He keeps his arguments clean and simple and seeks to be consistent with his broader values. He does not call for a government ban on abortion, which makes his moral argument even more compelling. David Harsanyi in the Denver Post:
What about future DNA tests that can detect any "defects" in a fetus? What happens when we can use abortion to weed out the blind, mentally ill, the ugly, or any other any "undesirable" human being?
Recently, Sweden's National Board of Health and Welfare ruled that women are permitted to abort their children based on the sex of the fetus. In the United States, a woman can have an abortion for nearly any reason she chooses. In fact, a health exemption for the mother allows abortions to be performed virtually on demand.
If you oppose selective abortions, but not abortion overall, I wonder why? How is terminating the fetus because it's the wrong sex any worse than terminating the fetus for convenience's sake? The fate of the fetus does not change, only the reasoning for its extinction does.

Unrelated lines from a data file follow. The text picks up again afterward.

//! Test fixtures and seeded scenario generators for foraging development.
//!
//! The canonical 3x3 layout used throughout the unit tests:
//!
//! ```text
//!   col:  0    1    2
//! row 0: A0₁  A1₂   .
//! row 1: A2₂  F0₄  A3₁
//! row 2: F1₃   .    .
//! ```
//!
//! (`A<id><level>` agents, `F<index><level>` food.)

#![forbid(unsafe_code)]
#![allow(missing_docs)]
#![deny(rustdoc::broken_intra_doc_links)]

pub mod scenario;

pub use scenario::{random_layout, shuffled_order, Layout};

use forage_core::{Agent, Food};

pub fn agent0() -> Agent {
    Agent::new(0, 1, (0, 0))
}

pub fn agent1() -> Agent {
    Agent::new(1, 2, (0, 1))
}

pub fn agent2() -> Agent {
    Agent::new(2, 2, (1, 0))
}

pub fn agent3() -> Agent {
    Agent::new(3, 1, (1, 2))
}

/// All four fixture agents, id order.
pub fn agents() -> Vec<Agent> {
    vec![agent0(), agent1(), agent2(), agent3()]
}

/// Level 4 in the centre: reachable by agents 1, 2 and 3 together.
pub fn food0() -> Food {
    Food::new(4, (1, 1))
}

/// Level 3 in the bottom-left corner: only agent 2 is adjacent.
pub fn food1() -> Food {
    Food::new(3, (2, 0))
}

pub fn foods() -> Vec<Food> {
    vec![food0(), food1()]
}
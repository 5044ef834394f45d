//! Simultaneous-move arbitration.
//!
//! All agents propose independently, so two of them may pick the same
//! free cell. Every proposed cell is counted once in a single pass; each
//! agent whose cell was claimed more than once goes back to where it
//! started. There is no tie-break.

use forage_core::{Agent, Position};
use indexmap::IndexMap;

/// Final agent records after reverting every contested proposal.
///
/// `proposed[i]` and `original[i]` describe the same agent. The output has
/// one entry per proposal; a contested proposal with no matching original
/// record keeps its proposed cell.
pub fn resolve_collisions(proposed: &[Agent], original: &[Agent]) -> Vec<Agent> {
    resolve_collisions_counted(proposed, original).0
}

/// [`resolve_collisions`] plus the number of agents that were reverted.
pub fn resolve_collisions_counted(proposed: &[Agent], original: &[Agent]) -> (Vec<Agent>, usize) {
    let mut claims: IndexMap<Position, u32> = IndexMap::with_capacity(proposed.len());
    for agent in proposed {
        *claims.entry(agent.position).or_insert(0) += 1;
    }

    let mut reverted = 0;
    let resolved = proposed
        .iter()
        .enumerate()
        .map(|(i, next)| {
            let contested = claims.get(&next.position).copied().unwrap_or(0) > 1;
            match original.get(i) {
                Some(prev) if contested => {
                    reverted += 1;
                    next.with_position(prev.position)
                }
                _ => *next,
            }
        })
        .collect();
    (resolved, reverted)
}
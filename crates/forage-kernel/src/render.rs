//! Stamping entities onto occupancy grids.
//!
//! A single entity is placed with [`place_on_grid`]; a batch is rendered
//! with [`render`], which is the elementwise sum of one placement per
//! entity over an empty grid. Two entities sharing a cell therefore sum on
//! overlap. Validated states never overlap, so this only shows up when a
//! caller builds layouts by hand.

use crate::state::ForageState;
use forage_core::Entity;
use forage_space::{Grid, GridShape};

/// Copy of `grid` with the cell under `entity` set to its grid value.
///
/// Tombstoned entities (eaten food) write 0. Applying the same placement
/// twice yields the same grid as applying it once.
pub fn place_on_grid<E: Entity + ?Sized>(entity: &E, grid: &Grid) -> Grid {
    let mut out = grid.clone();
    out.set(entity.position(), entity.grid_value());
    out
}

/// One [`place_on_grid`] per entity, each against the same `grid`.
pub fn render_each<E: Entity>(entities: &[E], grid: &Grid) -> Vec<Grid> {
    entities.iter().map(|e| place_on_grid(e, grid)).collect()
}

/// Aggregate occupancy grid: the sum of per-entity placements on zeros.
///
/// Accumulates in place rather than materialising one grid per entity;
/// the result is identical to summing [`render_each`] over an empty grid.
pub fn render<E: Entity>(entities: &[E], shape: GridShape) -> Grid {
    let mut out = Grid::zeros(shape);
    for e in entities {
        out.add(e.position(), e.grid_value());
    }
    out
}

/// `(agent_grid, food_grid)` for a state.
pub fn occupancy(state: &ForageState) -> (Grid, Grid) {
    (
        render(state.agents(), state.shape()),
        render(state.foods(), state.shape()),
    )
}
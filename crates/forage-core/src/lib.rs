//! Core types for the level-based foraging kernel.
//!
//! This is the leaf crate with zero internal dependencies. It defines the
//! entities that every other crate in the workspace operates on: agents,
//! food items, grid positions, movement directions and decoded actions,
//! plus the error types raised at the kernel's fallible boundaries.

#![deny(missing_docs)]
#![deny(rustdoc::broken_intra_doc_links)]
#![forbid(unsafe_code)]

pub mod action;
pub mod entity;
pub mod error;
pub mod id;
pub mod position;

pub use action::{Action, Direction};
pub use entity::{Agent, Entity, Food, Level};
pub use error::{ActionError, StateError, StepError};
pub use id::AgentId;
pub use position::Position;
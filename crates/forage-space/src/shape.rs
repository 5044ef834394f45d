//! Rectangular grid bounds.

use crate::error::SpaceError;
use forage_core::Position;

/// The `(rows, cols)` extent of a map.
///
/// Each cell has coordinate `(row, col)` where `0 <= row < rows` and
/// `0 <= col < cols`. Ranks are row-major: `rank = row * cols + col`.
///
/// # Examples
///
/// ```
/// use forage_space::GridShape;
/// use forage_core::Position;
///
/// let shape = GridShape::new(3, 4).unwrap();
/// assert_eq!(shape.cell_count(), 12);
/// assert!(shape.contains(Position::new(2, 3)));
/// assert!(!shape.contains(Position::new(3, 0)));
/// assert_eq!(shape.rank(Position::new(1, 2)), Some(6));
/// ```
#[derive(Clone, Copy, Debug, PartialEq, Eq, Hash)]
pub struct GridShape {
    rows: u32,
    cols: u32,
}

impl GridShape {
    /// Maximum dimension size: coordinates use `i32`, so each axis must fit.
    pub const MAX_DIM: u32 = i32::MAX as u32;

    /// Create a shape with `rows * cols` cells.
    ///
    /// Returns `Err(SpaceError::EmptySpace)` if either dimension is 0, or
    /// `Err(SpaceError::DimensionTooLarge)` if either exceeds `i32::MAX`.
    pub fn new(rows: u32, cols: u32) -> Result<Self, SpaceError> {
        if rows == 0 || cols == 0 {
            return Err(SpaceError::EmptySpace);
        }
        if rows > Self::MAX_DIM {
            return Err(SpaceError::DimensionTooLarge {
                name: "rows",
                value: rows,
                max: Self::MAX_DIM,
            });
        }
        if cols > Self::MAX_DIM {
            return Err(SpaceError::DimensionTooLarge {
                name: "cols",
                value: cols,
                max: Self::MAX_DIM,
            });
        }
        Ok(Self { rows, cols })
    }

    /// An `n x n` shape.
    pub fn square(n: u32) -> Result<Self, SpaceError> {
        Self::new(n, n)
    }

    /// Number of rows.
    pub fn rows(&self) -> u32 {
        self.rows
    }

    /// Number of columns.
    pub fn cols(&self) -> u32 {
        self.cols
    }

    /// Total number of cells.
    pub fn cell_count(&self) -> usize {
        (self.rows as usize) * (self.cols as usize)
    }

    /// Whether `pos` lies within `[0, rows) x [0, cols)`.
    pub fn contains(&self, pos: Position) -> bool {
        pos.row >= 0 && pos.col >= 0 && pos.row < self.rows as i32 && pos.col < self.cols as i32
    }

    /// Row-major rank of `pos`, or `None` when out of bounds.
    pub fn rank(&self, pos: Position) -> Option<usize> {
        if !self.contains(pos) {
            return None;
        }
        Some(pos.row as usize * self.cols as usize + pos.col as usize)
    }

    /// Inverse of [`rank`](Self::rank).
    pub fn position(&self, rank: usize) -> Option<Position> {
        if rank >= self.cell_count() {
            return None;
        }
        let cols = self.cols as usize;
        Some(Position::new((rank / cols) as i32, (rank % cols) as i32))
    }

    /// This shape grown by `width` cells on every side.
    pub fn padded(&self, width: u32) -> Result<Self, SpaceError> {
        let grow = |name: &'static str, len: u32| {
            width
                .checked_mul(2)
                .and_then(|w| len.checked_add(w))
                .ok_or(SpaceError::DimensionTooLarge {
                    name,
                    value: u32::MAX,
                    max: Self::MAX_DIM,
                })
        };
        Self::new(grow("rows", self.rows)?, grow("cols", self.cols)?)
    }

    /// Row-major iterator over every in-bounds position.
    pub fn positions(&self) -> impl Iterator<Item = Position> + '_ {
        (0..self.rows as i32).flat_map(move |r| (0..self.cols as i32).map(move |c| Position::new(r, c)))
    }
}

Now, I happen to believe (as the civil libertarian and pro-life activist Nat Hentoff once noted) that the right to life and liberty is the foundation of a moral society. Then again, I also believe a government ban on abortion would only criminalize the procedure and do little to mitigate the amount of abortions.
The key to the moral discussion keeps coming back to the social reality of the human being. "It's just my choice!" is incoherent when birth is inherently social, establishing and defining families, citizenship, inheritance claims and other webs of relationship. Even for an atheist, "right to life... is the foundation of a moral society."
And the key to the scientific discussion keeps coming back to, "When is it life?" The pro-abortion answer, "When I say so," is an appeal to ignorance. Harsanyi writes,
You may not consider a fetus a "human life" in early pregnancy, though it has its own DNA and medical science continues to find ways to keep the fetus viable outside the womb earlier and earlier.
But it's difficult to understand how those who harp about the importance of "science" in public policy can draw an arbitrary timeline in the pregnancy, defining when human life is worth saving and when it can be terminated.